╭─ Records to process

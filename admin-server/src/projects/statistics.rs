//! 项目统计与仪表板聚合

use serde::Serialize;
use shared::models::{
    Activity, ActivityKind, CodeQualityStats, Milestone, MilestoneStatus, Project, ProjectStats,
    ProjectStatus, ReviewStatus,
};

use crate::db::Database;

/// 项目统计 + 代码质量 + 最近活动
#[derive(Debug, Serialize)]
#[serde(rename_all = "camelCase")]
pub struct ProjectStatistics {
    pub projects: ProjectStats,
    pub code_quality: CodeQualityStats,
    pub recent_activities: Vec<Activity>,
}

/// 开发仪表板聚合
#[derive(Debug, Serialize)]
#[serde(rename_all = "camelCase")]
pub struct ProjectDashboard {
    pub overview: ProjectStats,
    pub code_quality: CodeQualityStats,
    pub recent_activities: Vec<Activity>,
    pub projects: Vec<Project>,
    pub milestones: Vec<Milestone>,
}

fn project_stats(projects: &[Project]) -> ProjectStats {
    let total_tasks: u32 = projects.iter().map(|p| p.tasks.total).sum();
    let completed_tasks: u32 = projects.iter().map(|p| p.tasks.completed).sum();
    ProjectStats {
        total_projects: projects.len() as u32,
        active_projects: projects
            .iter()
            .filter(|p| p.status == ProjectStatus::Active)
            .count() as u32,
        completed_projects: projects
            .iter()
            .filter(|p| p.status == ProjectStatus::Completed)
            .count() as u32,
        total_team_members: projects.iter().map(|p| p.team_members).sum(),
        total_tasks,
        completed_tasks,
        completion_rate: if total_tasks > 0 {
            (completed_tasks as f64 / total_tasks as f64 * 100.0).round() as u32
        } else {
            0
        },
    }
}

fn code_quality(store: &crate::db::ProjectStore) -> CodeQualityStats {
    let reviews: Vec<_> = store.code_reviews.list();
    CodeQualityStats {
        code_coverage: 85,
        bug_count: 12,
        code_quality_score: "A+".to_string(),
        total_reviews: reviews.len() as u32,
        pending_reviews: reviews
            .iter()
            .filter(|r| r.status == ReviewStatus::Pending)
            .count() as u32,
        approved_reviews: reviews
            .iter()
            .filter(|r| r.status == ReviewStatus::Approved)
            .count() as u32,
    }
}

/// 从代码审查流水推导最近活动，按时间倒序
fn recent_activities(store: &crate::db::ProjectStore) -> Vec<Activity> {
    let mut activities: Vec<Activity> = Vec::new();
    for review in store.code_reviews.values() {
        activities.push(Activity {
            id: format!("{}-submitted", review.id),
            title: format!("{} submitted \"{}\" for review", review.author, review.title),
            kind: ActivityKind::CodeReview,
            author: review.author.clone(),
            project_id: review.project_id.clone(),
            created_at: review.created_at,
        });
        if let Some(approved_at) = review.approved_at {
            activities.push(Activity {
                id: format!("{}-approved", review.id),
                title: format!("{} approved \"{}\"", review.reviewer, review.title),
                kind: ActivityKind::Approval,
                author: review.reviewer.clone(),
                project_id: review.project_id.clone(),
                created_at: approved_at,
            });
        }
    }
    activities.sort_by(|a, b| b.created_at.cmp(&a.created_at).then(a.id.cmp(&b.id)));
    activities.truncate(10);
    activities
}

/// 项目统计信息
pub async fn statistics(db: &Database) -> ProjectStatistics {
    let store = db.projects.read().await;
    let projects = store.projects.list();
    ProjectStatistics {
        projects: project_stats(&projects),
        code_quality: code_quality(&store),
        recent_activities: recent_activities(&store),
    }
}

/// 开发仪表板数据
pub async fn dashboard(db: &Database) -> ProjectDashboard {
    let store = db.projects.read().await;
    let projects = store.projects.list();
    let overview = project_stats(&projects);

    let milestones = store
        .milestones
        .list()
        .into_iter()
        .filter(|m| m.status == MilestoneStatus::Active)
        .take(3)
        .collect();

    ProjectDashboard {
        overview,
        code_quality: code_quality(&store),
        recent_activities: recent_activities(&store).into_iter().take(5).collect(),
        projects: projects.into_iter().take(3).collect(),
        milestones,
    }
}

#[cfg(test)]
mod tests {
    use super::*;

    #[tokio::test]
    async fn test_statistics_totals() {
        let db = Database::seeded();
        let stats = statistics(&db).await;

        assert_eq!(stats.projects.total_projects, 3);
        assert_eq!(stats.projects.active_projects, 2);
        assert_eq!(stats.projects.completed_projects, 1);
        assert_eq!(stats.projects.total_tasks, 74);
        assert_eq!(stats.projects.completed_tasks, 50);
        assert_eq!(stats.projects.completion_rate, 68);

        assert_eq!(stats.code_quality.total_reviews, 3);
        assert_eq!(stats.code_quality.pending_reviews, 1);
        assert_eq!(stats.code_quality.approved_reviews, 1);

        // 每条审查产生提交活动，已通过的再产生一条通过活动
        assert_eq!(stats.recent_activities.len(), 4);
    }

    #[tokio::test]
    async fn test_dashboard_slices() {
        let db = Database::seeded();
        let board = dashboard(&db).await;
        assert!(board.projects.len() <= 3);
        assert!(board.milestones.len() <= 3);
        assert!(board.recent_activities.len() <= 5);
        assert!(
            board
                .milestones
                .iter()
                .all(|m| m.status == MilestoneStatus::Active)
        );
    }
}
//! Unified error system for the CrmPlus backend
//!
//! This module provides a comprehensive error handling system with:
//! - [`ErrorCode`]: Standardized error codes for all error types
//! - [`ErrorCategory`]: Classification of errors by domain
//! - [`AppError`]: Rich error type with codes, messages, and details
//!
//! # Error Code Ranges
//!
//! - 0xxx: General errors
//! - 1xxx: Authentication errors
//! - 2xxx: Permission errors
//! - 3xxx: User errors
//! - 4xxx: Role errors
//! - 5xxx: Department errors
//! - 6xxx: Release errors
//! - 7xxx: Project errors
//! - 8xxx: Dashboard errors
//! - 9xxx: System errors
//!
//! # Example
//!
//! ```
//! use shared::error::{AppError, ErrorCode};
//!
//! // Create a simple error
//! let err = AppError::new(ErrorCode::UserNotFound);
//!
//! // Create an error with custom message and details
//! let err = AppError::conflict(ErrorCode::RoleInUse, "Role still assigned to 2 users")
//!     .with_detail("blockingUsers", 2);
//! ```

mod category;
mod codes;
mod http;
mod types;

pub use category::ErrorCategory;
pub use codes::{ErrorCode, InvalidErrorCode};
pub use types::{AppError, AppResult};
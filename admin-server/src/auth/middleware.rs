//! 认证中间件
//!
//! 为 JWT 认证和授权提供 Axum 中间件

use axum::{
    extract::{Request, State},
    middleware::Next,
    response::Response,
};
use shared::AppError;

use crate::auth::access::{self, AccessRequirement, CurrentUser};
use crate::auth::jwt::{JwtError, JwtService};
use crate::core::AppState;

/// 认证中间件 - 要求用户登录
///
/// 从 `Authorization: Bearer <token>` 头提取并验证 JWT，再对照活跃令牌
/// 注册表确认未被撤销，最后按目录当前状态解析调用者并注入
/// [`CurrentUser`] (`req.extensions_mut().insert(user)`)。
///
/// # 跳过认证的路径
///
/// - `OPTIONS *` (CORS 预检)
/// - 非 `/api/` 路径 (健康检查、根路径)
/// - `/api/auth/login` (登录接口)
///
/// # 错误处理
///
/// | 错误 | HTTP 状态码 |
/// |------|------------|
/// | 无 Authorization 头 | 401 Unauthorized |
/// | 令牌过期 | 401 TokenExpired |
/// | 令牌已撤销 | 401 TokenRevoked |
/// | 无效令牌 | 401 TokenInvalid |
pub async fn require_auth(
    State(state): State<AppState>,
    mut req: Request,
    next: Next,
) -> Result<Response, AppError> {
    let path = req.uri().path();

    // 允许 CORS 预检的 OPTIONS 请求 (跳过认证)
    if req.method() == http::Method::OPTIONS {
        return Ok(next.run(req).await);
    }

    // 非 API 路由跳过认证 (让它们正常返回 404)
    if !path.starts_with("/api/") {
        return Ok(next.run(req).await);
    }

    // 公共 API 路由跳过认证
    if path == "/api/auth/login" {
        return Ok(next.run(req).await);
    }

    let auth_header = req
        .headers()
        .get(http::header::AUTHORIZATION)
        .and_then(|h| h.to_str().ok());

    let token = match auth_header {
        Some(header) => JwtService::extract_from_header(header)
            .ok_or_else(|| AppError::invalid_token("Invalid authorization header"))?,
        None => {
            tracing::warn!(uri = %req.uri(), "auth missing");
            return Err(AppError::unauthorized());
        }
    };

    // 验证令牌签名和时效
    let claims = match state.jwt_service.validate_token(token) {
        Ok(claims) => claims,
        Err(e) => {
            tracing::warn!(error = %e, uri = %req.uri(), "auth failed");
            return Err(match e {
                JwtError::ExpiredToken => AppError::token_expired(),
                _ => AppError::invalid_token("Invalid token"),
            });
        }
    };

    // 检查令牌是否仍在活跃列表中 (登出即撤销)
    if !state.tokens.is_active(token) {
        tracing::warn!(user_id = %claims.sub, "revoked token rejected");
        return Err(AppError::token_revoked());
    }

    // 按目录当前状态解析调用者 (用户可能已被删除)
    let user = {
        let dir = state.db.directory.read().await;
        access::resolve_caller(&dir, &claims.sub)?
    };

    req.extensions_mut().insert(user);
    Ok(next.run(req).await)
}

/// 权限检查中间件 - 要求特定权限
///
/// # 参数
///
/// - `permission`: 所需权限点，如 `"user.create"`, `"role.delete"`
///
/// # 用法
///
/// ```ignore
/// use axum::middleware;
/// Router::new()
///     .route("/api/members/users", post(handler::create_user))
///     .layer(middleware::from_fn(require_permission("user.create")));
/// ```
///
/// # 错误
///
/// 无权限返回 403 Forbidden
pub fn require_permission(
    permission: &'static str,
) -> impl Fn(
    Request,
    Next,
) -> std::pin::Pin<Box<dyn std::future::Future<Output = Result<Response, AppError>> + Send>>
+ Clone {
    move |req: Request, next: Next| {
        Box::pin(async move {
            let user = req
                .extensions()
                .get::<CurrentUser>()
                .ok_or(AppError::unauthorized())?;

            if let Err(e) = access::check_access(user, &AccessRequirement::Permission(permission)) {
                tracing::warn!(
                    user_id = %user.id,
                    required_permission = permission,
                    "permission denied"
                );
                return Err(e);
            }

            Ok(next.run(req).await)
        })
    }
}

/// 角色检查中间件 - 要求角色名单之一
pub fn require_roles(
    roles: &'static [&'static str],
) -> impl Fn(
    Request,
    Next,
) -> std::pin::Pin<Box<dyn std::future::Future<Output = Result<Response, AppError>> + Send>>
+ Clone {
    move |req: Request, next: Next| {
        Box::pin(async move {
            let user = req
                .extensions()
                .get::<CurrentUser>()
                .ok_or(AppError::unauthorized())?;

            if let Err(e) = access::check_access(user, &AccessRequirement::AnyRole(roles)) {
                tracing::warn!(
                    user_id = %user.id,
                    user_role = %user.role_name,
                    required_roles = ?roles,
                    "role requirement not met"
                );
                return Err(e);
            }

            Ok(next.run(req).await)
        })
    }
}

/// 管理员中间件 - 要求顶级角色或通配权限
///
/// # 错误
///
/// 非管理员返回 403 Forbidden
pub async fn require_admin(req: Request, next: Next) -> Result<Response, AppError> {
    let user = req
        .extensions()
        .get::<CurrentUser>()
        .ok_or(AppError::unauthorized())?;

    if let Err(e) = access::check_access(user, &AccessRequirement::Admin) {
        tracing::warn!(
            user_id = %user.id,
            user_role = %user.role_name,
            "admin required"
        );
        return Err(e);
    }

    Ok(next.run(req).await)
}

╰─

→ **What the task requires**
The answer to this exercise is one number: how many lines of the records above contain the string "Forbidden".

→ **Answer**
2